### Task prompt
The job is to find each line in the entries holding the string "applies" and copy that line.

### Available data
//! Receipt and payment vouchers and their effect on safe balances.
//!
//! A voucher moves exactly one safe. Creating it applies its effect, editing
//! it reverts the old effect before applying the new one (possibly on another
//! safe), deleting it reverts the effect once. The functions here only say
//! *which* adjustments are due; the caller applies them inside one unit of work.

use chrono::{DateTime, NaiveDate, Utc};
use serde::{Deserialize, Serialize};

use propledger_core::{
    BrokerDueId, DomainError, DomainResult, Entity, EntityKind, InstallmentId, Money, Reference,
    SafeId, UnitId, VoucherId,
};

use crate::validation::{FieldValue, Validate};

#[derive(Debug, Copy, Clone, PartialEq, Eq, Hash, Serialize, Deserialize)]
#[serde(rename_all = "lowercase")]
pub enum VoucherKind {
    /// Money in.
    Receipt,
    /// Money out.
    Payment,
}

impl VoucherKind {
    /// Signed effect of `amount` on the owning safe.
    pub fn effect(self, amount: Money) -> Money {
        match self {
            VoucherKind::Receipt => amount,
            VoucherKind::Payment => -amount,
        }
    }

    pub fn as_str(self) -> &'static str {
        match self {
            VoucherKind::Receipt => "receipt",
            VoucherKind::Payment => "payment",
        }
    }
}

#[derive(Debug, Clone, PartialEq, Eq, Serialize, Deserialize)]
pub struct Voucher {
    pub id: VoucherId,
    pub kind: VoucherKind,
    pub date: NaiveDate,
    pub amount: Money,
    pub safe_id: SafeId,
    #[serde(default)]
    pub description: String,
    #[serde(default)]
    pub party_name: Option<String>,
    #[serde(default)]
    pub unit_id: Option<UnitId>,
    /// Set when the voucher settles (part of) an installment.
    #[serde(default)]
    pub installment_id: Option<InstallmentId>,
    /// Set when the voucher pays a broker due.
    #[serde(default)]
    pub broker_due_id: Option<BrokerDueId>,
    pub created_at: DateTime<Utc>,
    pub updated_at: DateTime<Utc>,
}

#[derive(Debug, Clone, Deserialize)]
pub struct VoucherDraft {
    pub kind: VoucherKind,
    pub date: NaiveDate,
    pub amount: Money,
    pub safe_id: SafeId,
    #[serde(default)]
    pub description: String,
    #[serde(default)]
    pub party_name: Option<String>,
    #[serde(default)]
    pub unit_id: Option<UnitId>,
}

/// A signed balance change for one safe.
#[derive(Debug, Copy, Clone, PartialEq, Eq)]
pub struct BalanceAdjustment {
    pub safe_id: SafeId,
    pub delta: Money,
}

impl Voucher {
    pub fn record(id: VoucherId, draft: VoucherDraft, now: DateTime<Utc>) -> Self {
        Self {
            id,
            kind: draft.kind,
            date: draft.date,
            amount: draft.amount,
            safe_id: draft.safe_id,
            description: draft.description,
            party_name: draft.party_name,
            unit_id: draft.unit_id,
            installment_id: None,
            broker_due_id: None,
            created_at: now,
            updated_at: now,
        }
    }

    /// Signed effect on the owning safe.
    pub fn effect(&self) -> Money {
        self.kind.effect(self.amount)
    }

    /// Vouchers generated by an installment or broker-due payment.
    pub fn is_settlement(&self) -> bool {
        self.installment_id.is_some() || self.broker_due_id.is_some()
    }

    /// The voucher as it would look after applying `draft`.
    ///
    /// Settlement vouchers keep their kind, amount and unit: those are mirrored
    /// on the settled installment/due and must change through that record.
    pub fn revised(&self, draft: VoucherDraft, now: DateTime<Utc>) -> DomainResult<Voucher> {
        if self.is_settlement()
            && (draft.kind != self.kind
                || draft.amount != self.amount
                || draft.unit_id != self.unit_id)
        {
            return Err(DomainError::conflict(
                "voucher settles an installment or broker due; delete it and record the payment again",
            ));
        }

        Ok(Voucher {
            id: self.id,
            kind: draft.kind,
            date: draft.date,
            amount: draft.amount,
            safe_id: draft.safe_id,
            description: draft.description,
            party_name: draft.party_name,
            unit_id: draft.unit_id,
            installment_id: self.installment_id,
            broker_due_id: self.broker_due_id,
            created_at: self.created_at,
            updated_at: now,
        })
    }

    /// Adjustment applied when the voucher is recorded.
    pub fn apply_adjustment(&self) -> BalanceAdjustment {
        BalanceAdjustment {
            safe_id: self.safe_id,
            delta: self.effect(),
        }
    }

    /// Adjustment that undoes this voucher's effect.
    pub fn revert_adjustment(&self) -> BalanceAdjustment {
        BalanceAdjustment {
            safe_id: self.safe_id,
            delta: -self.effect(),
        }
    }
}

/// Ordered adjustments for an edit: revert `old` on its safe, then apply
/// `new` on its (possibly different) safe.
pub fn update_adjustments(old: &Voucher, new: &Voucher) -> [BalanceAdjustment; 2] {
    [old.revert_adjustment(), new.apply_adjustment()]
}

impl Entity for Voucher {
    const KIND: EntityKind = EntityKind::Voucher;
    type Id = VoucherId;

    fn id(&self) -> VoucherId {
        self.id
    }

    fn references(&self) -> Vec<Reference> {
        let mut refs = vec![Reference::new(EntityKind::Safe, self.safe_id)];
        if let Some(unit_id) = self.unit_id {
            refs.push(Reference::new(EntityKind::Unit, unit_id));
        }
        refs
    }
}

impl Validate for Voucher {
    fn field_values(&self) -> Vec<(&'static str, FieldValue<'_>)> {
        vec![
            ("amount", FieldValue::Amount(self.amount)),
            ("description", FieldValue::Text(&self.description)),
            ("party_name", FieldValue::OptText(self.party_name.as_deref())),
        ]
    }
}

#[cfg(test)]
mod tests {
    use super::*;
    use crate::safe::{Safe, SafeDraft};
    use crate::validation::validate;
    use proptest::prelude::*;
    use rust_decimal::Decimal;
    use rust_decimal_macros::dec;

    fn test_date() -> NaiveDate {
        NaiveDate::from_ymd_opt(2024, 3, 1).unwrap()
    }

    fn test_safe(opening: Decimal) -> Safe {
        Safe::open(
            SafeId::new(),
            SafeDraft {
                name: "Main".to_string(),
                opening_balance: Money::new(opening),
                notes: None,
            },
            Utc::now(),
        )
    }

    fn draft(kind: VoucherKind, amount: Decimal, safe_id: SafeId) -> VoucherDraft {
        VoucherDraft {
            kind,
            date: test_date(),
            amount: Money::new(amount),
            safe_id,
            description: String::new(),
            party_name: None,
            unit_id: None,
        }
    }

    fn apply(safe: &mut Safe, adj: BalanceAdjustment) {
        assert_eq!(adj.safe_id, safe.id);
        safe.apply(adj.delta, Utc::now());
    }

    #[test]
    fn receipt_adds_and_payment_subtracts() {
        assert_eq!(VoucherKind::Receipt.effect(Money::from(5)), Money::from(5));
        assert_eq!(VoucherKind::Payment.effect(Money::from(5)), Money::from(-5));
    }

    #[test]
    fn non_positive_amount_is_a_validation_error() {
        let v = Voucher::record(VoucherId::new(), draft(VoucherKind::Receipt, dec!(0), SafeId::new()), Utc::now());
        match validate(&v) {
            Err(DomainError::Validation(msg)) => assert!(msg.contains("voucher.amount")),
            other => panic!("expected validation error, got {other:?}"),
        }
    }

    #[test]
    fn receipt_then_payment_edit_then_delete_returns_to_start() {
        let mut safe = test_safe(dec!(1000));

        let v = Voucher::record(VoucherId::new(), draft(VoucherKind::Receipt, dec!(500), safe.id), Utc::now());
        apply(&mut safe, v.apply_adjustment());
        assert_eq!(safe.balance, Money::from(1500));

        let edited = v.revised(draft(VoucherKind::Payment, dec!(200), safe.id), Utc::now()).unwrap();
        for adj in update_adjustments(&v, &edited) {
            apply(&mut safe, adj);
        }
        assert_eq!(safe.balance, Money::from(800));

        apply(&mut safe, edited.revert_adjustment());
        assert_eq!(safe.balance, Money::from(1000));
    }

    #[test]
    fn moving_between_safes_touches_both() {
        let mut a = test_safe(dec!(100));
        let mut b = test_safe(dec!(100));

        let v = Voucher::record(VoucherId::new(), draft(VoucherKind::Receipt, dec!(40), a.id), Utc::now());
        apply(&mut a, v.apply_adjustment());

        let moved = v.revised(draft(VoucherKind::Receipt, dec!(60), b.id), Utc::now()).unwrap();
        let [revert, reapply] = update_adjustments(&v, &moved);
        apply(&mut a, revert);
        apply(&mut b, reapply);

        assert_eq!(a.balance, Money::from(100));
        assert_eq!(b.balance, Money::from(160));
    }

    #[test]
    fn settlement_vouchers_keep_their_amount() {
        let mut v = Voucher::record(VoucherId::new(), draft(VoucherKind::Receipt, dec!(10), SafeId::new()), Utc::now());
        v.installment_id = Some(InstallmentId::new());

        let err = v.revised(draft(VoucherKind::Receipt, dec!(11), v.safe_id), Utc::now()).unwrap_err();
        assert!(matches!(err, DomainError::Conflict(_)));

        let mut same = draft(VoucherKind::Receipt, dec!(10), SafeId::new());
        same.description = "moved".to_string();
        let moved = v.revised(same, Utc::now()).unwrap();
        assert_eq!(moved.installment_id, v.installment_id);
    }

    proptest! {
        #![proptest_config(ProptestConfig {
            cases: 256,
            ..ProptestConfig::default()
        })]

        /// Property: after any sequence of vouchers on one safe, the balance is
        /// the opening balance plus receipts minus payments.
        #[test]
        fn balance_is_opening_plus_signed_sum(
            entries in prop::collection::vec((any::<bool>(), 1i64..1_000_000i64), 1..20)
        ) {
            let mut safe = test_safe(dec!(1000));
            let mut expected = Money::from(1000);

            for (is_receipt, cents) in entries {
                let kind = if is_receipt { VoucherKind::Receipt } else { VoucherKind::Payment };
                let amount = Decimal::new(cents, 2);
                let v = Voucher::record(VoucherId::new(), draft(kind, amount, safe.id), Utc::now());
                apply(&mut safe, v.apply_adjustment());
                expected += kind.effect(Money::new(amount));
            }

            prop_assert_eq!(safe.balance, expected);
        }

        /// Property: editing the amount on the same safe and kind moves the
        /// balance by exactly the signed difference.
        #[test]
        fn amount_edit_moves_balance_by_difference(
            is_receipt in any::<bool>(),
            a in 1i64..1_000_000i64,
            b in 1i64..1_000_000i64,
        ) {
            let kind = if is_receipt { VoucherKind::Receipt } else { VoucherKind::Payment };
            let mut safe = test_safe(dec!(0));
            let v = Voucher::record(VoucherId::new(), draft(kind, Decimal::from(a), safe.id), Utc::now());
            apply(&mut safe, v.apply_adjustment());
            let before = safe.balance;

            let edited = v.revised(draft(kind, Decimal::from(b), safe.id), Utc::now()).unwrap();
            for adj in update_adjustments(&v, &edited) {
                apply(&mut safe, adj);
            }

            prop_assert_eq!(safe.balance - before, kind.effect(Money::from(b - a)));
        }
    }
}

--

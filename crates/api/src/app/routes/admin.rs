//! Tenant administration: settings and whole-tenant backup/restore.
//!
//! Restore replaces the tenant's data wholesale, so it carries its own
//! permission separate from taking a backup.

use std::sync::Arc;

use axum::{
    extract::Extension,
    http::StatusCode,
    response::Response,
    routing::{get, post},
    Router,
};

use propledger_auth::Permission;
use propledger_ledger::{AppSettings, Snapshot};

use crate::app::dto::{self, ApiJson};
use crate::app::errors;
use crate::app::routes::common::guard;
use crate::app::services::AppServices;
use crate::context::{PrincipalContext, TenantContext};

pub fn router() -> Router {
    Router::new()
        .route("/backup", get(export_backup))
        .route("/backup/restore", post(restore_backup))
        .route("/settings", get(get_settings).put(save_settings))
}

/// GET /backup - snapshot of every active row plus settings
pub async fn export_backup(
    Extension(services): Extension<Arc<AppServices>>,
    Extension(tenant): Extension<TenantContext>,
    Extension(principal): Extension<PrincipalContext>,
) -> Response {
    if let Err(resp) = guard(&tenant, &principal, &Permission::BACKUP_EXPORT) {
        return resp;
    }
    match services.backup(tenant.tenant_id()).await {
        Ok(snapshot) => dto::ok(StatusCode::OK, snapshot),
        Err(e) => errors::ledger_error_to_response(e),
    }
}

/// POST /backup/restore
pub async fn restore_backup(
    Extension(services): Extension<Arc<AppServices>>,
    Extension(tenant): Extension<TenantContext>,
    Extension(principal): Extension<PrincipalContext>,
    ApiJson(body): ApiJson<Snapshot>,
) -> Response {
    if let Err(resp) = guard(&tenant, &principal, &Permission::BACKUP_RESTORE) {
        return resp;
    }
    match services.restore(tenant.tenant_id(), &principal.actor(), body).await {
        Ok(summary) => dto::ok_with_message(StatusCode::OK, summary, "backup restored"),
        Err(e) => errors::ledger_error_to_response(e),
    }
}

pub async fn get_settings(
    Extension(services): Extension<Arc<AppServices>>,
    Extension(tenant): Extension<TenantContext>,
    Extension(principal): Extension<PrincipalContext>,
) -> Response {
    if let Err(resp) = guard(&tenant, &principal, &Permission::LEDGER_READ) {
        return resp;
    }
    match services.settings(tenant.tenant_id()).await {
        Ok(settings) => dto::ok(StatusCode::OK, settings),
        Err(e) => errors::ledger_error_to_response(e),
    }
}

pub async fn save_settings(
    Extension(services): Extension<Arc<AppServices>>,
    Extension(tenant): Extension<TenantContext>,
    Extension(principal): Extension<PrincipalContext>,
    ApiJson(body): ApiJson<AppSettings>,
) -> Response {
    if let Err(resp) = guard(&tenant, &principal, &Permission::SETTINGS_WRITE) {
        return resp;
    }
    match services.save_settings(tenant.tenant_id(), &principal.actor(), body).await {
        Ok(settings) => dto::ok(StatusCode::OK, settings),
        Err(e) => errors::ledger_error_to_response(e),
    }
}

### Exercise output
//! A voucher moves exactly one safe. Creating it applies its effect, editing
//! *which* adjustments are due; the caller applies them inside one unit of work.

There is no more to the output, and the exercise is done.